On October 5, 2013, KZJF changed formats from country music as "Jeff 104.1" to sports talk as "104.1 The Fan"; the format was moved from sister station KBBM (100.1 FM). The format switch was completed two days later, when KBBM joined Cumulus Media's nationwide country branding as "Nash FM 100.1" after stunting for a day with Christmas music as "Santa 100.1".

KZJF was affiliated with CBS Sports Radio and, with the exception of a local program The Closers that was simulcast on Columbia sister station KFRU (1400 AM), aired the entire CBS Sports Radio lineup. KZJF was also the mid-Missouri affiliate of the Kansas City Royals and carried most national sporting events from Westwood One, including NFL football broadcasts and the NCAA men's basketball tournament.

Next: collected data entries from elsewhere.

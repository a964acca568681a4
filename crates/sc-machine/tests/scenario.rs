//! Two-party channel lifecycle over the in-memory network.

mod common;

use common::*;
use sc_crypto::{random_address, sort_addresses, Address, ExtendedPrivateKey, H256};
use sc_machine::ethereum::CommitmentKind;
use sc_machine::protocol::{
    InstallParams, ProtocolParams, TakeActionParams, UninstallParams, UpdateParams,
};
use sc_machine::{
    InMemoryNetwork, InboxKey, MachineError, Protocol, ProtocolMessage, RunnerEvent, StateChannel,
};

/// The app installed most recently in `channel`.
fn latest_app(channel: &StateChannel) -> H256 {
    let seq = channel.num_installed_apps();
    channel
        .app_instances()
        .iter()
        .find(|(_, app)| app.app_seq_no == seq)
        .map(|(id, _)| *id)
        .expect("installed app")
}

async fn install_counter(a: &Node, b: &Node, multisig: Address, a_stake: u128, b_stake: u128) -> H256 {
    let channel = a.channel(&multisig).await;
    let (alice, bob) = alice_bob(&channel, a, a_stake, b_stake);
    run(
        a,
        &[b],
        ProtocolParams::Install(InstallParams {
            initiating_xpub: a.xpub,
            responding_xpub: b.xpub,
            multisig_address: multisig,
            proposal: counter_proposal(a_stake + b_stake),
            alice_balance_decrement: alice,
            bob_balance_decrement: bob,
        }),
    )
    .await;
    latest_app(&a.channel(&multisig).await)
}

// ============================================================================
// Setup and deposit
// ============================================================================

#[tokio::test]
async fn test_setup_creates_matching_channels() {
    init_tracing();
    let network = InMemoryNetwork::new();
    let a = Node::spawn(&network).await;
    let b = Node::spawn(&network).await;

    let multisig = setup(&a, &b).await;
    let on_a = a.channel(&multisig).await;
    let on_b = b.channel(&multisig).await;
    assert_eq!(on_a, on_b);

    let mut owners = vec![a.xpub.owner_address().unwrap(), b.xpub.owner_address().unwrap()];
    sort_addresses(&mut owners);
    assert_eq!(on_a.multisig_owners(), owners.as_slice());
    assert_eq!(on_a.free_balance_state().unwrap().total().unwrap(), 0);
    assert_eq!(on_a.num_installed_apps(), 1);

    assert_eq!(a.commitments.of_kind(CommitmentKind::Setup).await.len(), 1);
    assert_eq!(b.commitments.of_kind(CommitmentKind::Setup).await.len(), 1);
}

#[tokio::test]
async fn test_deposit_credits_depositor() {
    let network = InMemoryNetwork::new();
    let a = Node::spawn(&network).await;
    let b = Node::spawn(&network).await;
    let multisig = setup(&a, &b).await;

    deposit(&a, &b, multisig, 10).await;

    for node in [&a, &b] {
        assert_eq!(node.free_balance_of(&multisig, &a.xpub).await, 10);
        assert_eq!(node.free_balance_of(&multisig, &b.xpub).await, 0);
        let channel = node.channel(&multisig).await;
        assert!(channel.app_instances().is_empty());
        assert_eq!(channel.num_installed_apps(), 2);
    }
    assert_eq!(a.channel(&multisig).await, b.channel(&multisig).await);
}

// ============================================================================
// Apps
// ============================================================================

#[tokio::test]
async fn test_app_lifecycle() {
    init_tracing();
    let network = InMemoryNetwork::new();
    let a = Node::spawn(&network).await;
    let b = Node::spawn(&network).await;
    let multisig = setup(&a, &b).await;
    deposit(&a, &b, multisig, 10).await;
    deposit(&b, &a, multisig, 5).await;

    // install funded 3 by a and 1 by b
    let app_id = install_counter(&a, &b, multisig, 3, 1).await;
    for node in [&a, &b] {
        let channel = node.channel(&multisig).await;
        assert!(channel.app_instances().contains_key(&app_id));
        assert_eq!(channel.free_balance_state().unwrap().total().unwrap(), 11);
        assert_eq!(channel.total_value().unwrap(), 15);
    }
    assert_eq!(a.free_balance_of(&multisig, &a.xpub).await, 7);
    assert_eq!(b.free_balance_of(&multisig, &b.xpub).await, 4);

    // update to an explicit state
    run(
        &a,
        &[&b],
        ProtocolParams::Update(UpdateParams {
            initiating_xpub: a.xpub,
            responding_xpub: b.xpub,
            multisig_address: multisig,
            app_identity_hash: app_id,
            new_state: counter_state(5),
        }),
    )
    .await;

    // b advances it by an action
    run(
        &b,
        &[&a],
        ProtocolParams::TakeAction(TakeActionParams {
            initiating_xpub: b.xpub,
            responding_xpub: a.xpub,
            multisig_address: multisig,
            app_identity_hash: app_id,
            action: counter_state(2),
        }),
    )
    .await;
    for node in [&a, &b] {
        let app = node.channel(&multisig).await.app_instance(&app_id).unwrap().clone();
        assert_eq!(read_counter(&app.latest_state), 7);
        assert_eq!(app.latest_nonce, 2);
    }
    assert_eq!(a.commitments.of_kind(CommitmentKind::SetState).await.len(), 2);

    // uninstall paying everything to b
    let channel = a.channel(&multisig).await;
    let (alice, bob) = alice_bob(&channel, &a, 0, 4);
    run(
        &a,
        &[&b],
        ProtocolParams::Uninstall(UninstallParams {
            initiating_xpub: a.xpub,
            responding_xpub: b.xpub,
            multisig_address: multisig,
            app_identity_hash: app_id,
            alice_balance_increment: alice,
            bob_balance_increment: bob,
        }),
    )
    .await;
    for node in [&a, &b] {
        let channel = node.channel(&multisig).await;
        assert!(!channel.app_instances().contains_key(&app_id));
        assert_eq!(channel.free_balance_state().unwrap().total().unwrap(), 15);
    }
    assert_eq!(a.free_balance_of(&multisig, &a.xpub).await, 7);
    assert_eq!(a.free_balance_of(&multisig, &b.xpub).await, 8);
}

#[tokio::test]
async fn test_overdrawn_install_changes_nothing() {
    let network = InMemoryNetwork::new();
    let a = Node::spawn(&network).await;
    let b = Node::spawn(&network).await;
    let multisig = setup(&a, &b).await;
    deposit(&a, &b, multisig, 2).await;
    let before = a.channel(&multisig).await;
    let sent = a.transport.sent();

    let (alice, bob) = alice_bob(&before, &a, 3, 0);
    let err = a
        .runner
        .initiate(ProtocolParams::Install(InstallParams {
            initiating_xpub: a.xpub,
            responding_xpub: b.xpub,
            multisig_address: multisig,
            proposal: counter_proposal(3),
            alice_balance_decrement: alice,
            bob_balance_decrement: bob,
        }))
        .await
        .unwrap_err();
    assert!(matches!(err, MachineError::InsufficientFunds { .. }));
    assert_eq!(a.channel(&multisig).await, before);
    assert_eq!(a.transport.sent(), sent);
}

#[tokio::test]
async fn test_unfunded_install_cannot_mint_value() {
    let network = InMemoryNetwork::new();
    let a = Node::spawn(&network).await;
    let b = Node::spawn(&network).await;
    let multisig = setup(&a, &b).await;
    deposit(&a, &b, multisig, 10).await;
    let before = a.channel(&multisig).await;
    let sent = a.transport.sent();

    // an app that may pay out 100 while nothing backs it
    let err = a
        .runner
        .initiate(ProtocolParams::Install(InstallParams {
            initiating_xpub: a.xpub,
            responding_xpub: b.xpub,
            multisig_address: multisig,
            proposal: counter_proposal(100),
            alice_balance_decrement: 0,
            bob_balance_decrement: 0,
        }))
        .await
        .unwrap_err();
    assert!(matches!(
        err,
        MachineError::CollateralMismatch { funded: 0, limit: 100 }
    ));
    assert_eq!(a.transport.sent(), sent);
    for node in [&a, &b] {
        let channel = node.channel(&multisig).await;
        assert_eq!(channel, before);
        assert_eq!(channel.total_value().unwrap(), 10);
    }
}

#[tokio::test]
async fn test_forged_install_signature_rejected_before_signing() {
    let network = InMemoryNetwork::new();
    let a = Node::spawn(&network).await;
    let b = Node::spawn(&network).await;
    let multisig = setup(&a, &b).await;
    deposit(&a, &b, multisig, 10).await;
    let before = b.channel(&multisig).await;
    let sent = b.transport.sent();
    let installs = b.commitments.of_kind(CommitmentKind::Install).await.len();

    let (alice, bob) = alice_bob(&before, &a, 2, 0);
    let params = ProtocolParams::Install(InstallParams {
        initiating_xpub: a.xpub,
        responding_xpub: b.xpub,
        multisig_address: multisig,
        proposal: counter_proposal(2),
        alice_balance_decrement: alice,
        bob_balance_decrement: bob,
    });
    let forger = ExtendedPrivateKey::generate().kth_keypair(0).unwrap();
    let forged = ProtocolMessage::starting(params, a.xpub, b.xpub)
        .forward(a.xpub, b.xpub, 1)
        .with_signatures(Some(forger.sign_digest(&H256([7; 32]))), None, None);

    let err = b.runner.handle_message(forged).await.unwrap_err();
    assert!(matches!(err, MachineError::InvalidSignature { .. }));
    assert_eq!(b.transport.sent(), sent);
    assert_eq!(b.commitments.of_kind(CommitmentKind::Install).await.len(), installs);
    assert_eq!(b.channel(&multisig).await, before);
    assert_eq!(a.channel(&multisig).await, before);
}

#[tokio::test]
async fn test_stale_reply_does_not_disturb_later_runs() {
    let network = InMemoryNetwork::new();
    let a = Node::spawn(&network).await;
    let b = Node::spawn(&network).await;
    let multisig = setup(&a, &b).await;
    deposit(&a, &b, multisig, 10).await;

    let channel = a.channel(&multisig).await;
    let installs = a.commitments.of_kind(CommitmentKind::Install).await.len();
    let (alice, bob) = alice_bob(&channel, &a, 1, 0);
    let params = ProtocolParams::Install(InstallParams {
        initiating_xpub: a.xpub,
        responding_xpub: b.xpub,
        multisig_address: multisig,
        proposal: counter_proposal(1),
        alice_balance_decrement: alice,
        bob_balance_decrement: bob,
    });

    // a reply left over from a run that never completed here
    let stale = ProtocolMessage::starting(params.clone(), a.xpub, b.xpub).forward(b.xpub, a.xpub, 2);
    a.runner.handle_message(stale).await.unwrap();
    let key = InboxKey::Multisig(multisig);
    assert_eq!(a.transport.inbox().pending(&key), 1);

    run(&a, &[&b], params.clone()).await;
    assert_eq!(a.transport.inbox().pending(&key), 0);
    run(&a, &[&b], params).await;

    let channel = a.channel(&multisig).await;
    assert_eq!(channel, b.channel(&multisig).await);
    assert_eq!(channel.app_instances().len(), 2);
    assert_eq!(channel.total_value().unwrap(), 10);
    assert_eq!(a.free_balance_of(&multisig, &a.xpub).await, 8);
    assert_eq!(a.commitments.of_kind(CommitmentKind::Install).await.len(), installs + 2);
}

#[tokio::test]
async fn test_completed_event_names_changed_channels_only() {
    let network = InMemoryNetwork::new();
    let a = Node::spawn(&network).await;
    let b = Node::spawn(&network).await;
    let c = Node::spawn(&network).await;
    let with_b = setup(&a, &b).await;
    let with_c = setup(&a, &c).await;
    deposit(&a, &b, with_b, 5).await;

    let mut events = a.events();
    install_counter(&a, &b, with_b, 1, 0).await;
    assert_eq!(
        events.recv().await.unwrap(),
        RunnerEvent::Completed {
            protocol: Protocol::Install,
            channels: vec![with_b],
        }
    );
    assert!(a.channel(&with_c).await.app_instances().is_empty());
}

#[tokio::test]
async fn test_uninstall_payout_over_limit_rejected() {
    let network = InMemoryNetwork::new();
    let a = Node::spawn(&network).await;
    let b = Node::spawn(&network).await;
    let multisig = setup(&a, &b).await;
    deposit(&a, &b, multisig, 10).await;
    let app_id = install_counter(&a, &b, multisig, 2, 0).await;

    let channel = a.channel(&multisig).await;
    let (alice, bob) = alice_bob(&channel, &a, 3, 0);
    let err = a
        .runner
        .initiate(ProtocolParams::Uninstall(UninstallParams {
            initiating_xpub: a.xpub,
            responding_xpub: b.xpub,
            multisig_address: multisig,
            app_identity_hash: app_id,
            alice_balance_increment: alice,
            bob_balance_increment: bob,
        }))
        .await
        .unwrap_err();
    assert!(matches!(err, MachineError::InvalidPayout { payout: 3, limit: 2 }));
    assert!(a.channel(&multisig).await.app_instances().contains_key(&app_id));
}

// ============================================================================
// Withdraw
// ============================================================================

#[tokio::test]
async fn test_withdraw_moves_funds_out() {
    let network = InMemoryNetwork::new();
    let a = Node::spawn(&network).await;
    let b = Node::spawn(&network).await;
    let multisig = setup(&a, &b).await;
    deposit(&a, &b, multisig, 10).await;

    let mut events = b.events();
    let recipient = random_address();
    a.runner.withdraw(multisig, recipient, 4).await.unwrap();
    settled(&mut events, Protocol::Withdraw).await;

    for node in [&a, &b] {
        assert_eq!(node.free_balance_of(&multisig, &a.xpub).await, 6);
        let channel = node.channel(&multisig).await;
        assert!(channel.app_instances().is_empty());
        assert_eq!(channel.total_value().unwrap(), 6);

        let withdrawals = node.commitments.of_kind(CommitmentKind::WithdrawEth).await;
        assert_eq!(withdrawals.len(), 1);
        assert_eq!(withdrawals[0].transaction.to, multisig);
    }
    assert_eq!(a.channel(&multisig).await, b.channel(&multisig).await);
}

#[tokio::test]
async fn test_withdraw_more_than_balance_fails() {
    let network = InMemoryNetwork::new();
    let a = Node::spawn(&network).await;
    let b = Node::spawn(&network).await;
    let multisig = setup(&a, &b).await;
    deposit(&a, &b, multisig, 1).await;

    let err = a.runner.withdraw(multisig, random_address(), 2).await.unwrap_err();
    assert!(matches!(err, MachineError::InsufficientFunds { .. }));
    assert_eq!(a.free_balance_of(&multisig, &a.xpub).await, 1);
}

On June 22, 2015 at Noon, 104.1 flipped to classic hits as "Z104.1, Jefferson City’s Classic Hits". Tim Thomas, afternoon host at sister station KPLA, added additional duties as morning host. The rest of the day utilized Westwood One's Classic Hits network. Kansas City Royals baseball broadcasts remained on the station.

Cumulus Media shut down KZJF and returned the license to the Federal Communications Commission (FCC) on May 25, 2018; the license was canceled on May 30. The classic hits format and Kansas City Royals broadcasts were transferred to sister station KJMO (97.5 FM). The shut down came in the wake of the bankruptcy restructuring of Cumulus Media; had KZJF not been shut down, it would have been required to divest KJMO. KJMO would itself be closed by Cumulus in 2025.